I love watermelons though!!! And I will keep on trying to grow them!!
Just south of us they have a "Watermelon Thump" in Luling, Tx. It's a huge festival and LOT'S of WM... Have heard about the thump & the dry-tendril method. Will have to check Burpee's website again to find out what the DTM is. I I'm correct, they should be fairly close to being ripe...according to DTM...
I don't know about your type of melon but many melons have a small tendril about an inch away from the melon. It is not attached to a fruit or leaf. When the melon ripens, the tendril begins to dry up. That is usually an indicator of time to harvest.
CountryGardens; Hi ya if you have a few minutes later, what kind of melons are you growing,I actually think you mentioned that earlier this year on another thread,.only I seemed to have forgotten(big suprise there) lol
Your farther north and way ahead of mine, one little ole cuke and a melon maybe,is all my little garden has. I remember the pic of your market garden spaces,how wonderful that must be at times.My grandfather was the last farmer in our family,and the one thing I seem to remember most was what a bunch of hardworking man he always was.
Oh, no ripe melons here.

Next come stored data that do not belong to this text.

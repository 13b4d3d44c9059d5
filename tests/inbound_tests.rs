
use paywall_sync::inbound::InboundMessage;
use paywall_sync::{Event, OutboundMessage, NATIVE_CURRENCY};
use serde_json::json;
use test_helpers::*;

fn inbound(message: serde_json::Value) -> Event {
    Event::Inbound(InboundMessage::parse(&message).expect("well-formed message"))
}

#[tokio::test]
async fn test_send_updates_answers_each_section() {
    let mut helper = MockHandlerHelper::with_locks(&[L0]);
    helper.handler.handle_event(Event::AccountChanged(Some(ME.into())));
    helper.settle().await;
    helper.sink.clear();

    for kind in ["account", "network", "balance", "locks"] {
        helper
            .handler
            .handle_event(inbound(json!({ "type": "sendUpdates", "payload": kind })));
    }

    let messages = helper.sink.messages();
    assert_eq!(messages.len(), 4);
    assert_eq!(messages[0], OutboundMessage::UpdateAccount(Some(ME.to_string())));
    assert_eq!(messages[1], OutboundMessage::UpdateNetwork(1));
    match &messages[2] {
        OutboundMessage::UpdateBalance(balance) => assert_eq!(balance[NATIVE_CURRENCY], "0"),
        other => panic!("unexpected: {:?}", other),
    }
    match &messages[3] {
        OutboundMessage::UpdateLocks(locks) => {
            assert_eq!(locks[L0].lock.name.as_deref(), Some("Lock 0"));
            assert_eq!(locks[L0].key.status, paywall_sync::KeyStatus::None);
        }
        other => panic!("unexpected: {:?}", other),
    }
}

#[tokio::test]
async fn test_purchase_key_request() {
    let mut helper = MockHandlerHelper::with_locks(&[L0]);

    helper
        .handler
        .handle_event(inbound(json!({ "type": "purchaseKey", "payload": { "lock": L0 } })));
    assert_eq!(helper.sink.errors(), vec!["Cannot purchase, no account".to_string()]);

    helper.handler.handle_event(Event::AccountChanged(Some(ME.into())));
    helper.settle().await;
    helper.sink.clear();

    helper
        .handler
        .handle_event(inbound(json!({ "type": "purchaseKey", "payload": { "lock": L0 } })));
    helper.settle().await;

    assert!(helper.sink.errors().is_empty());
    let purchases = helper.wallet.purchases();
    assert_eq!(purchases.len(), 1);
    assert_eq!(purchases[0].lock, L0);
    assert_eq!(purchases[0].owner, ME);
    assert_eq!(purchases[0].key_price, "0.01");
    assert!(purchases[0].currency_contract_address.is_none());
}

#[tokio::test]
async fn test_web3_calls() {
    let mut helper = MockHandlerHelper::with_locks(&[L0]);
    helper.handler.handle_event(Event::AccountChanged(Some(ME.into())));
    helper.settle().await;
    helper.sink.clear();

    for (method, id) in [("eth_accounts", 1), ("net_version", 2), ("eth_sendTransaction", 3)] {
        helper.handler.handle_event(inbound(json!({
            "type": "web3Call",
            "payload": { "method": method, "params": [], "id": id }
        })));
    }

    let results: Vec<serde_json::Value> = helper
        .sink
        .messages()
        .into_iter()
        .filter_map(|m| match m {
            OutboundMessage::Web3Result(value) => Some(value),
            _ => None,
        })
        .collect();
    assert_eq!(results.len(), 3);
    assert_eq!(results[0]["result"][0].as_str().map(str::to_lowercase), Some(ME.to_string()));
    assert_eq!(results[1]["result"], "1");
    assert_eq!(results[2]["error"], "\"eth_sendTransaction\" is not supported");
}

#[test]
fn test_malformed_messages_are_dropped() {
    let malformed = [
        json!(null),
        json!({ "type": "web3Call", "payload": { "method": "eth_accounts", "params": [] } }),
        json!({ "type": "web3Call", "payload": { "method": "eth_accounts", "params": "x", "id": 1 } }),
        json!({ "type": "purchaseKey", "payload": {} }),
        json!({ "payload": "locks" }),
    ];
    for message in malformed {
        assert!(InboundMessage::parse(&message).is_none(), "{}", message);
    }
}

I think I planted my melon seeds too late.
I planted some of my brocoli seedlings in ground today from their cellpacks that I had used to start them in. They had their first set of true leaves so I figgure it is time. Still have half of them yet to plant.
Thought for a while my drought was over,it wasn't, still going on.Some of my melon vines look like I just planted them,not good there.Starting to harvest tomatoes, not much else.
Rain was 9/100 dreths for June and about 3/100 for July where I am.Rained all around where I am though,the corn fields only a few miles away look really nice! good thing!
I'm finally picking more tomatoes that don't have BER than those that do! Even though more than half the crop has landed in the compost, I feel confident that we'll have enough tomato sauce to last us until next summer.
The tomatoes I transplanted (as an experiment) in a pile of leaves are showing some color.
This dry heat has produced the most amazing sweet melons!
Some of the sweet pepper plants have given up. They just dried up and died (sigh) - another row is still hanging in there. They are loaded with peppers. This row gets more shade, so perhaps that's what is helping them along.
The Jimmy Nardello sweet frying peppers are laughing at the heat. I'm freezing some for later.
It's supposed to rain tonight and be cooler this coming week. (fingers crossed)
I posted this elsewhere - does anyone know what these are?
We use to call those butter gourd squash in the Thanksgiving Harvest baskets that we sat on the table. Never did know what they were for sure though.
Good weather for gourds,unfortunately I am not growing any,guess I need to turn my psychic receptors back on and start guessing what to grow when.
Guess I'm not a natural at gardening,"too much work"...did I just call myself lazy?(lol)
Finally got the zucchini & squash plants pulled out of the garden, and now it looks so naked. Just have to wait for the cuke vines to die a little bit more and pull them out of the trellis.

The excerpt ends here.